- Main title
- Directed by: Taylor Hackford
- Written by: Taylor Hackford Bud Freeman
- Produced by: Charlotte De Armond Taylor Hackford
- Starring: Timothy Wead Suzanne Crough
- Edited by: Sally Coryn
- Distributed by: Children's Home Society of California New Visions Inc
- Release date: 1978;
- Running time: 25 minutes
- Country: United States
- Language: English

= Teenage Father =

1978 film

Teenage Father is a 1978 American short film directed by Taylor Hackford and starring Timothy Wead.
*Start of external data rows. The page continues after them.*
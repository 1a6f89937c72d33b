//! Quantization Types
//!
//! Storage types, mode tags, source precisions and the native containers for
//! zero points and quantized data.
//!
//! @version 0.1.0
//! @author Qlinear Development Team

use std::fmt;
use std::str::FromStr;

use half::f16;
use serde::{Deserialize, Serialize};

use crate::error::{QuantError, QuantResult};
use crate::float8::Float8E4M3Fn;

// =============================================================================
// Storage Type Enum
// =============================================================================

/// Target storage type of quantized values.
#[derive(Debug, Clone, Copy, PartialEq, Eq, Hash, Default, Serialize, Deserialize)]
pub enum StorageType {
    /// 8-bit signed integer.
    #[serde(rename = "QInt8", alias = "int8")]
    QInt8,
    /// 8-bit unsigned integer.
    #[default]
    #[serde(rename = "QUInt8", alias = "uint8")]
    QUInt8,
    /// 8-bit float, 4 exponent bits, 3 mantissa bits, no infinities.
    #[serde(rename = "QFLOAT8E4M3FN", alias = "float8e4m3fn")]
    QFloat8E4M3Fn,
    /// 16-bit signed integer.
    #[serde(rename = "QInt16", alias = "int16")]
    QInt16,
    /// 16-bit unsigned integer.
    #[serde(rename = "QUInt16", alias = "uint16")]
    QUInt16,
}

impl StorageType {
    /// Every storage type, in declaration order.
    pub const ALL: [StorageType; 5] = [
        StorageType::QInt8,
        StorageType::QUInt8,
        StorageType::QFloat8E4M3Fn,
        StorageType::QInt16,
        StorageType::QUInt16,
    ];

    /// Returns the canonical name of this storage type.
    pub fn name(&self) -> &'static str {
        match self {
            StorageType::QInt8 => "QInt8",
            StorageType::QUInt8 => "QUInt8",
            StorageType::QFloat8E4M3Fn => "QFLOAT8E4M3FN",
            StorageType::QInt16 => "QInt16",
            StorageType::QUInt16 => "QUInt16",
        }
    }

    /// Returns the bit width of one quantized value.
    pub fn bits(&self) -> usize {
        match self {
            StorageType::QInt8 | StorageType::QUInt8 | StorageType::QFloat8E4M3Fn => 8,
            StorageType::QInt16 | StorageType::QUInt16 => 16,
        }
    }

    /// Returns true for signed storage types.
    pub fn is_signed(&self) -> bool {
        matches!(
            self,
            StorageType::QInt8 | StorageType::QInt16 | StorageType::QFloat8E4M3Fn
        )
    }

    /// Returns true if this storage type takes the float8 code path.
    pub fn is_float8(&self) -> bool {
        self.float8_variant().is_some()
    }

    /// Returns the float8 variant for float8 storage types.
    pub fn float8_variant(&self) -> Option<Float8Variant> {
        match self {
            StorageType::QFloat8E4M3Fn => Some(Float8Variant::E4M3Fn),
            _ => None,
        }
    }
}

impl fmt::Display for StorageType {
    fn fmt(&self, f: &mut fmt::Formatter<'_>) -> fmt::Result {
        write!(f, "{}", self.name())
    }
}

impl FromStr for StorageType {
    type Err = QuantError;

    fn from_str(s: &str) -> Result<Self, Self::Err> {
        match s {
            "QInt8" | "int8" => Ok(StorageType::QInt8),
            "QUInt8" | "uint8" => Ok(StorageType::QUInt8),
            "QFLOAT8E4M3FN" | "float8e4m3fn" => Ok(StorageType::QFloat8E4M3Fn),
            "QInt16" | "int16" => Ok(StorageType::QInt16),
            "QUInt16" | "uint16" => Ok(StorageType::QUInt16),
            _ => Err(QuantError::InvalidQuantType(s.to_string())),
        }
    }
}

// =============================================================================
// Float8 Variants
// =============================================================================

/// 8-bit floating point encodings a scale may be requested for.
#[derive(Debug, Clone, Copy, PartialEq, Eq, Hash)]
pub enum Float8Variant {
    /// 4 exponent bits, 3 mantissa bits, finite only.
    E4M3Fn,
    /// E4M3 with unsigned zero and no negative zero.
    E4M3FnUz,
    /// 5 exponent bits, 2 mantissa bits.
    E5M2,
    /// E5M2 with unsigned zero and no negative zero.
    E5M2FnUz,
}

impl fmt::Display for Float8Variant {
    fn fmt(&self, f: &mut fmt::Formatter<'_>) -> fmt::Result {
        match self {
            Float8Variant::E4M3Fn => write!(f, "FLOAT8E4M3FN"),
            Float8Variant::E4M3FnUz => write!(f, "FLOAT8E4M3FNUZ"),
            Float8Variant::E5M2 => write!(f, "FLOAT8E5M2"),
            Float8Variant::E5M2FnUz => write!(f, "FLOAT8E5M2FNUZ"),
        }
    }
}

// =============================================================================
// Mode Tags
// =============================================================================

macro_rules! impl_name_enum {
    ($ty:ident { $($variant:ident),+ $(,)? }) => {
        impl fmt::Display for $ty {
            fn fmt(&self, f: &mut fmt::Formatter<'_>) -> fmt::Result {
                match self {
                    $($ty::$variant => f.write_str(stringify!($variant)),)+
                }
            }
        }

        impl FromStr for $ty {
            type Err = QuantError;

            fn from_str(s: &str) -> Result<Self, Self::Err> {
                match s {
                    $(stringify!($variant) => Ok($ty::$variant),)+
                    _ => Err(QuantError::InvalidQuantType(s.to_string())),
                }
            }
        }
    };
}

/// Operator family used by a quantized model.
#[derive(Debug, Clone, Copy, PartialEq, Eq, Hash, Serialize, Deserialize)]
pub enum QuantizationMode {
    /// Integer operators (`ConvInteger`, `MatMulInteger`).
    IntegerOps,
    /// Linear-quantized operators (`QLinearConv`, `QLinearMatMul`).
    QLinearOps,
}

/// Whether a quantized value is a runtime input or a constant initializer.
#[derive(Debug, Clone, Copy, PartialEq, Eq, Hash, Serialize, Deserialize)]
pub enum QuantizedValueType {
    /// Runtime input.
    Input,
    /// Constant weight.
    Initializer,
}

/// Layout of quantized operators in a model.
#[derive(Debug, Clone, Copy, PartialEq, Eq, Hash, Serialize, Deserialize)]
#[allow(clippy::upper_case_acronyms)]
pub enum QuantFormat {
    /// Quantized operators.
    QOperator,
    /// Quantize / dequantize pairs around float operators.
    QDQ,
}

impl_name_enum!(QuantizationMode { IntegerOps, QLinearOps });
impl_name_enum!(QuantizedValueType { Input, Initializer });
impl_name_enum!(QuantFormat { QOperator, QDQ });

// =============================================================================
// Source Precision
// =============================================================================

/// Floating point precision of source data (32 or 16 bit).
pub trait RealValue: Copy + Send + Sync + PartialOrd + fmt::Debug + fmt::Display + 'static {
    /// Name of the precision.
    const NAME: &'static str;
    /// Zero.
    const ZERO: Self;
    /// One.
    const ONE: Self;
    /// Smallest positive normal value.
    const MIN_POSITIVE: Self;

    /// Widens to `f32`.
    fn to_f32(self) -> f32;
    /// Widens to `f64`.
    fn to_f64(self) -> f64;
    /// Narrows from `f64`, rounding to nearest.
    fn from_f64(value: f64) -> Self;
}

impl RealValue for f32 {
    const NAME: &'static str = "f32";
    const ZERO: Self = 0.0;
    const ONE: Self = 1.0;
    const MIN_POSITIVE: Self = f32::MIN_POSITIVE;

    fn to_f32(self) -> f32 {
        self
    }

    fn to_f64(self) -> f64 {
        f64::from(self)
    }

    fn from_f64(value: f64) -> Self {
        value as f32
    }
}

impl RealValue for f16 {
    const NAME: &'static str = "f16";
    const ZERO: Self = f16::ZERO;
    const ONE: Self = f16::ONE;
    const MIN_POSITIVE: Self = f16::MIN_POSITIVE;

    fn to_f32(self) -> f32 {
        f16::to_f32(self)
    }

    fn to_f64(self) -> f64 {
        f16::to_f64(self)
    }

    fn from_f64(value: f64) -> Self {
        f16::from_f64(value)
    }
}

// =============================================================================
// Zero Point
// =============================================================================

/// A zero point in the native representation of its storage type.
#[derive(Debug, Clone, Copy, PartialEq, Eq, Hash, Serialize, Deserialize)]
pub enum ZeroPoint {
    /// 8-bit signed.
    I8(i8),
    /// 8-bit unsigned.
    U8(u8),
    /// 16-bit signed.
    I16(i16),
    /// 16-bit unsigned.
    U16(u16),
    /// Float8 E4M3FN.
    F8E4M3Fn(Float8E4M3Fn),
}

impl ZeroPoint {
    /// Returns the zero value for a storage type.
    pub fn zero(storage: StorageType) -> Self {
        match storage {
            StorageType::QInt8 => ZeroPoint::I8(0),
            StorageType::QUInt8 => ZeroPoint::U8(0),
            StorageType::QFloat8E4M3Fn => ZeroPoint::F8E4M3Fn(Float8E4M3Fn::ZERO),
            StorageType::QInt16 => ZeroPoint::I16(0),
            StorageType::QUInt16 => ZeroPoint::U16(0),
        }
    }

    /// Creates an integer zero point, failing if `value` does not fit the storage type.
    pub fn from_i64(storage: StorageType, value: i64) -> QuantResult<Self> {
        let out_of_range =
            || QuantError::InvalidData(format!("zero point {value} does not fit {storage}"));
        match storage {
            StorageType::QInt8 => {
                i8::try_from(value).map(ZeroPoint::I8).map_err(|_| out_of_range())
            }
            StorageType::QUInt8 => {
                u8::try_from(value).map(ZeroPoint::U8).map_err(|_| out_of_range())
            }
            StorageType::QInt16 => {
                i16::try_from(value).map(ZeroPoint::I16).map_err(|_| out_of_range())
            }
            StorageType::QUInt16 => {
                u16::try_from(value).map(ZeroPoint::U16).map_err(|_| out_of_range())
            }
            StorageType::QFloat8E4M3Fn => Err(QuantError::ZeroPointType(format!(
                "float8 zero point cannot be built from integer {value}"
            ))),
        }
    }

    /// Returns the storage type this zero point belongs to.
    pub fn storage_type(&self) -> StorageType {
        match self {
            ZeroPoint::I8(_) => StorageType::QInt8,
            ZeroPoint::U8(_) => StorageType::QUInt8,
            ZeroPoint::I16(_) => StorageType::QInt16,
            ZeroPoint::U16(_) => StorageType::QUInt16,
            ZeroPoint::F8E4M3Fn(_) => StorageType::QFloat8E4M3Fn,
        }
    }

    /// Returns the integer value, or `None` for a floating zero point.
    pub fn as_i32(&self) -> Option<i32> {
        match *self {
            ZeroPoint::I8(v) => Some(i32::from(v)),
            ZeroPoint::U8(v) => Some(i32::from(v)),
            ZeroPoint::I16(v) => Some(i32::from(v)),
            ZeroPoint::U16(v) => Some(i32::from(v)),
            ZeroPoint::F8E4M3Fn(_) => None,
        }
    }

    /// Returns the zero point as `f32`.
    pub fn to_f32(&self) -> f32 {
        match *self {
            ZeroPoint::F8E4M3Fn(v) => v.to_f32(),
            _ => self.as_i32().unwrap_or_default() as f32,
        }
    }

    /// Returns true if the zero point equals zero.
    pub fn is_zero(&self) -> bool {
        match self {
            ZeroPoint::F8E4M3Fn(v) => v.is_zero(),
            _ => self.as_i32() == Some(0),
        }
    }
}

impl fmt::Display for ZeroPoint {
    fn fmt(&self, f: &mut fmt::Formatter<'_>) -> fmt::Result {
        match self {
            ZeroPoint::F8E4M3Fn(v) => write!(f, "{v}"),
            _ => write!(f, "{}", self.as_i32().unwrap_or_default()),
        }
    }
}

// =============================================================================
// Quantized Data
// =============================================================================

/// Quantized values in the native representation of their storage type.
#[derive(Debug, Clone, PartialEq, Serialize, Deserialize)]
pub enum QuantizedData {
    /// 8-bit signed values.
    I8(Vec<i8>),
    /// 8-bit unsigned values.
    U8(Vec<u8>),
    /// 16-bit signed values.
    I16(Vec<i16>),
    /// 16-bit unsigned values.
    U16(Vec<u16>),
    /// Float8 E4M3FN codes.
    F8E4M3Fn(Vec<Float8E4M3Fn>),
}

impl QuantizedData {
    /// Returns an empty container for a storage type.
    pub fn empty(storage: StorageType) -> Self {
        match storage {
            StorageType::QInt8 => QuantizedData::I8(Vec::new()),
            StorageType::QUInt8 => QuantizedData::U8(Vec::new()),
            StorageType::QFloat8E4M3Fn => QuantizedData::F8E4M3Fn(Vec::new()),
            StorageType::QInt16 => QuantizedData::I16(Vec::new()),
            StorageType::QUInt16 => QuantizedData::U16(Vec::new()),
        }
    }

    /// Returns the storage type of the values.
    pub fn storage_type(&self) -> StorageType {
        match self {
            QuantizedData::I8(_) => StorageType::QInt8,
            QuantizedData::U8(_) => StorageType::QUInt8,
            QuantizedData::I16(_) => StorageType::QInt16,
            QuantizedData::U16(_) => StorageType::QUInt16,
            QuantizedData::F8E4M3Fn(_) => StorageType::QFloat8E4M3Fn,
        }
    }

    /// Returns the number of values.
    pub fn len(&self) -> usize {
        match self {
            QuantizedData::I8(v) => v.len(),
            QuantizedData::U8(v) => v.len(),
            QuantizedData::I16(v) => v.len(),
            QuantizedData::U16(v) => v.len(),
            QuantizedData::F8E4M3Fn(v) => v.len(),
        }
    }

    /// Returns true if there are no values.
    pub fn is_empty(&self) -> bool {
        self.len() == 0
    }

    /// Returns integer values, or raw bits for float8 codes.
    pub fn codes(&self) -> Vec<i64> {
        match self {
            QuantizedData::I8(v) => v.iter().map(|&x| i64::from(x)).collect(),
            QuantizedData::U8(v) => v.iter().map(|&x| i64::from(x)).collect(),
            QuantizedData::I16(v) => v.iter().map(|&x| i64::from(x)).collect(),
            QuantizedData::U16(v) => v.iter().map(|&x| i64::from(x)).collect(),
            QuantizedData::F8E4M3Fn(v) => v.iter().map(|x| i64::from(x.to_bits())).collect(),
        }
    }

    /// Reassembles per-channel containers into the original element order.
    ///
    /// The tensor is viewed as `[outer, channels, inner]`; element
    /// `(o, c, i)` is taken from `parts[c][o * inner + i]`.
    pub fn interleave(
        parts: Vec<QuantizedData>,
        storage: StorageType,
        outer: usize,
        inner: usize,
    ) -> QuantResult<Self> {
        macro_rules! gather {
            ($variant:ident) => {{
                let channels = parts
                    .into_iter()
                    .map(|part| match part {
                        QuantizedData::$variant(values) if values.len() == outer * inner => {
                            Ok(values)
                        }
                        other => Err(QuantError::InvalidData(format!(
                            "channel of {} {} values cannot be interleaved into {} x {} {}",
                            other.len(),
                            other.storage_type(),
                            outer,
                            inner,
                            storage
                        ))),
                    })
                    .collect::<QuantResult<Vec<_>>>()?;

                let mut out = Vec::with_capacity(outer * channels.len() * inner);
                for o in 0..outer {
                    for channel in &channels {
                        out.extend_from_slice(&channel[o * inner..(o + 1) * inner]);
                    }
                }
                QuantizedData::$variant(out)
            }};
        }

        Ok(match storage {
            StorageType::QInt8 => gather!(I8),
            StorageType::QUInt8 => gather!(U8),
            StorageType::QInt16 => gather!(I16),
            StorageType::QUInt16 => gather!(U16),
            StorageType::QFloat8E4M3Fn => gather!(F8E4M3Fn),
        })
    }
}

// =============================================================================
// Tests
// =============================================================================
In 1979, it won an Oscar for Best Short Subject at the 51st Academy Awards.

==Plot==
Filmed as a pseudo-documentary, the film follows 17-year-old John Travis and 15-year-old Kim in the last few months of her pregnancy. The documentary filmmakers interview the couple as well as their friends and family about their perspectives on the matter. John is interested in adoption but Kim is more interested in keeping her child. In the final scene of the film the child has been born and John views his son in the nursery but by that point Kim is no longer speaking to him and does not let him visit her in her room, leaving John distraught about the future.

==Cast==
- Tim Wead as John
- Suzanne Crough as Kim
- Ken Sansom as John's Father
- Lette Rehnolds as John's Mother
- Jeannie Dimter Barton Kim's Mother
- Gary Mathew as Skip
- Paul Wolff as Denny
- Roland Meza as Roland
- Wesley Thompson as Charlie
- Denise Davis as Wanda
- Devin Buchanan as Devin
- Susan Cronkite as Social Worker

==Production==
The film was a public education film from Children's Home Society of California. Susan Cronkite, who plays the social worker in the film, was an actual social worker for Children's Home Society at the time of filming.